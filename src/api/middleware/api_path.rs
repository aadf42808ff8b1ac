use axum::{
    async_trait,
    extract::{FromRequestParts, Path},
    http::request::Parts,
};
use serde::de::DeserializeOwned;

use crate::api::errors::ApiError;

/// Path parameter extractor whose rejection is an `ApiError`
///
/// A malformed id (`/api/counters/not-a-uuid`) gets the same JSON error
/// body as every other bad request.
pub struct ApiPath<T>(pub T);

#[async_trait]
impl<S, T> FromRequestParts<S> for ApiPath<T>
where
    S: Send + Sync,
    T: DeserializeOwned + Send,
{
    type Rejection = ApiError;

    async fn from_request_parts(parts: &mut Parts, state: &S) -> Result<Self, Self::Rejection> {
        let Path(value) = Path::<T>::from_request_parts(parts, state)
            .await
            .map_err(|rejection| ApiError::new(rejection.status(), rejection.body_text()))?;

        Ok(ApiPath(value))
    }
}
//! Counter service: per-user step counters

use std::sync::Arc;

use chrono::{DateTime, Utc};
use tracing::{debug, info};
use uuid::Uuid;

use super::log_failure;
use crate::domain::counter::{Counter, UserName};
use crate::domain::repositories::{CounterRepository, TeamRepository};
use crate::domain::{DomainError, DomainResult, EntityKind};

/// Counter service for creating, incrementing and reading counters
#[derive(Clone)]
pub struct CounterService {
    counters: Arc<dyn CounterRepository>,
    teams: Arc<dyn TeamRepository>,
}

impl CounterService {
    pub fn new(counters: Arc<dyn CounterRepository>, teams: Arc<dyn TeamRepository>) -> Self {
        Self { counters, teams }
    }

    /// Create an empty counter for `user_name` in team `team_id`
    ///
    /// Fails with `AlreadyExists` if the team already tracks that user and
    /// with `NotFound` if the team does not exist.
    pub async fn create(&self, user_name: &str, team_id: Uuid) -> DomainResult<Counter> {
        let result = self.try_create(user_name, team_id).await;
        match &result {
            Ok(counter) => info!(counter_id = %counter.id(), %team_id, "Counter created"),
            Err(e) => log_failure("create_counter", e),
        }
        result
    }

    async fn try_create(&self, user_name: &str, team_id: Uuid) -> DomainResult<Counter> {
        let user_name = UserName::new(user_name)?;

        if self
            .counters
            .find_by_team_and_user(team_id, &user_name)
            .await?
            .is_some()
        {
            return Err(DomainError::already_exists(EntityKind::Counter));
        }

        if self.teams.find_by_id(team_id).await?.is_none() {
            return Err(DomainError::not_found(EntityKind::Team, team_id));
        }

        let counter = Counter::new(team_id, user_name.as_str())?;
        self.counters.create(&counter).await?;

        Ok(counter)
    }

    /// Delete a counter
    pub async fn delete(&self, id: Uuid) -> DomainResult<()> {
        let result = self.counters.delete(id).await;
        match &result {
            Ok(()) => info!(counter_id = %id, "Counter deleted"),
            Err(e) => log_failure("delete_counter", e),
        }
        result
    }

    /// Add `steps` to a counter, guarded by its last-updated timestamp
    ///
    /// `expected_last_updated` must be the timestamp the caller last read;
    /// otherwise the call fails with `ConcurrencyConflict` and nothing
    /// changes. No retry is attempted.
    pub async fn increment(
        &self,
        id: Uuid,
        steps: i64,
        expected_last_updated: DateTime<Utc>,
    ) -> DomainResult<Counter> {
        let result = self.counters.increment(id, steps, expected_last_updated).await;
        match &result {
            Ok(counter) => debug!(
                counter_id = %id,
                steps,
                total = counter.steps_made(),
                "Counter incremented"
            ),
            Err(e) => log_failure("increment_counter", e),
        }
        result
    }

    /// All counters of a team; an unknown team simply has none
    pub async fn counters_of_team(&self, team_id: Uuid) -> DomainResult<Vec<Counter>> {
        self.counters
            .find_by_team(team_id)
            .await
            .inspect_err(|e| log_failure("get_counters", e))
    }

    /// One counter with its current concurrency token
    pub async fn get(&self, id: Uuid) -> DomainResult<Counter> {
        self.counters
            .find_by_id(id)
            .await
            .and_then(|found| found.ok_or_else(|| DomainError::not_found(EntityKind::Counter, id)))
            .inspect_err(|e| log_failure("get_counter", e))
    }
}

• [Your task]:
Please find every line in the records that contains the word "Send", and copy it out.

• [Response for this exercise]:
    S: Send + Sync,
    T: DeserializeOwned + Send,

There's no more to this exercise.